Another great video of Alan Kay, explaining how intellectual revolutions occur ( ‘appoint people who are not amenable to management’)
“You have the MOOCs and bla-bla-bla – you can quote me on that,” he says, laughing, “but the real revolution that has happened is in YouTube, Wikipedia, Minecraft, and people publishing things on the internet.”
I think MOOCs are interesting, mainly because of the light they cast on dated and inadequate models of university mass education, but he is right.
Mark Surman of Mozilla.
Undergraduates frequently complain that they don’t have enough contact hours. But a major study in the UK suggests that students develop skills better out of – rather than in – the classroom.
I do not find this claim too surprising, but if you read the article and go to the HEA ‘engagement report’, I find it hard to know how they claim to have established this as a fact. Confounding and hidden variables all around. But as has been said before, classroom learning has the air of an oxymoron. Contact hours are both relevant and irrelevant. Context matters most.
There is a nice piece by Nassim Nicholas Taleb in Medium. It is from a forward to a book (I think) on physical / strength training. If you have read Taleb you will know this is not too surprising.
You will never get an idea of the strength of a bridge by driving several hundred cars on it, making sure they are all of different colors and makes, which would correspond to representative traffic. No, an engineer would subject it instead to a few multi-ton vehicles. You may not thus map all the risks, as heavy trucks will not show material fatigue, but you can get a solid picture of the overall safety.

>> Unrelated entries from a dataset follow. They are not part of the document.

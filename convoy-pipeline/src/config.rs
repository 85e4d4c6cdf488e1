//! Pipeline configuration
//!
//! Defines all configurable parameters for a pipeline run: the
//! concurrency ceiling, the render cadence, and the progress store
//! capacity bounds.

use std::time::Duration;

/// Pipeline configuration
///
/// Intervals and capacities are configurable to allow tuning for
/// different terminals and payload sizes.
#[derive(Debug, Clone)]
pub struct Config {
    /// Max number of units that may run concurrently; unbounded if unset
    pub max_concurrency: Option<usize>,

    /// How long to wait between rendering each frame
    pub render_interval: Duration,

    /// Initial capacity of the progress store region in bytes
    pub store_initial_capacity: usize,

    /// Hard ceiling the store region may grow to in bytes
    pub store_capacity_limit: usize,
}

impl Config {
    /// Creates a new configuration with defaults
    pub fn new() -> Self {
        Self {
            max_concurrency: None,
            render_interval: Duration::from_millis(80),
            store_initial_capacity: 16_000,
            store_capacity_limit: 128_000_000,
        }
    }

    /// Creates configuration from environment variables
    ///
    /// Recognized environment variables:
    /// - CONVOY_MAX_CONCURRENCY (optional, unbounded if unset)
    /// - CONVOY_RENDER_INTERVAL_MS (optional, default: 80)
    /// - CONVOY_STORE_INITIAL_BYTES (optional, default: 16000)
    /// - CONVOY_STORE_LIMIT_BYTES (optional, default: 128000000)
    pub fn from_env() -> Self {
        let defaults = Self::new();

        let max_concurrency = std::env::var("CONVOY_MAX_CONCURRENCY")
            .ok()
            .and_then(|s| s.parse::<usize>().ok());

        let render_interval = std::env::var("CONVOY_RENDER_INTERVAL_MS")
            .ok()
            .and_then(|s| s.parse::<u64>().ok())
            .map(Duration::from_millis)
            .unwrap_or(defaults.render_interval);

        let store_initial_capacity = std::env::var("CONVOY_STORE_INITIAL_BYTES")
            .ok()
            .and_then(|s| s.parse::<usize>().ok())
            .unwrap_or(defaults.store_initial_capacity);

        let store_capacity_limit = std::env::var("CONVOY_STORE_LIMIT_BYTES")
            .ok()
            .and_then(|s| s.parse::<usize>().ok())
            .unwrap_or(defaults.store_capacity_limit);

        Self {
            max_concurrency,
            render_interval,
            store_initial_capacity,
            store_capacity_limit,
        }
    }

    /// Sets the concurrency ceiling
    pub fn with_max_concurrency(mut self, max_concurrency: Option<usize>) -> Self {
        self.max_concurrency = max_concurrency;
        self
    }

    /// Sets the render interval
    pub fn with_render_interval(mut self, interval: Duration) -> Self {
        self.render_interval = interval;
        self
    }

    /// Validates the configuration
    pub fn validate(&self) -> anyhow::Result<()> {
        if self.max_concurrency == Some(0) {
            anyhow::bail!("max_concurrency must be greater than 0 when set");
        }

        if self.render_interval.is_zero() {
            anyhow::bail!("render_interval must be greater than 0");
        }

        if self.store_initial_capacity == 0 {
            anyhow::bail!("store_initial_capacity must be greater than 0");
        }

        if self.store_capacity_limit < self.store_initial_capacity {
            anyhow::bail!("store_capacity_limit must be at least store_initial_capacity");
        }

        Ok(())
    }
}

impl Default for Config {
    fn default() -> Self {
        Self::new()
    }
}
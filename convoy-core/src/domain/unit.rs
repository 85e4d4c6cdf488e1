//! Unit status and snapshot types

use serde::{Deserialize, Serialize};
use uuid::Uuid;

/// Execution status of a single work unit
///
/// Statuses only move forward: `Waiting → Running` and then exactly one
/// of the three terminal states.
#[derive(Debug, Clone, Copy, PartialEq, Eq, Serialize, Deserialize)]
pub enum UnitStatus {
    Waiting,
    Running,
    Success,
    Warning,
    Failed,
}

impl UnitStatus {
    /// Whether the unit has reached a terminal status
    pub fn is_finished(&self) -> bool {
        !matches!(self, UnitStatus::Waiting | UnitStatus::Running)
    }
}

/// Serializable view of a work unit at a point in time
///
/// This is the value that workers publish into the progress store and the
/// render loop reads back. It carries only displayable and
/// result-relevant fields; the unit's callable work never survives the
/// round trip.
#[derive(Debug, Clone, Serialize, Deserialize)]
pub struct UnitSnapshot {
    pub id: Uuid,
    pub label: Option<String>,
    pub status: UnitStatus,
    pub output: Option<String>,
    pub error_messages: Vec<String>,
    pub warning_messages: Vec<String>,
}

impl UnitSnapshot {
    /// Display label, synthesized from the id when none was set
    pub fn label(&self) -> String {
        match &self.label {
            Some(label) => label.clone(),
            None => format!("Unit {}", &self.id.to_string()[..8]),
        }
    }
}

Likewise, to train pilots, we do not make them spend time on the tarmac flirting with flight attendants, then switch the autopilot on and start daydreaming about vacations, thinking about mortgages or meditating about corporate airline intrigues — which represent about the bulk of the life of a pilot. We make pilots learn from storms, difficult landings, and intricate situations — again, from the tails.
In one sense he is saying something that is easy to agree with. But if you delve a little deeper, it is not what we always do in medical education.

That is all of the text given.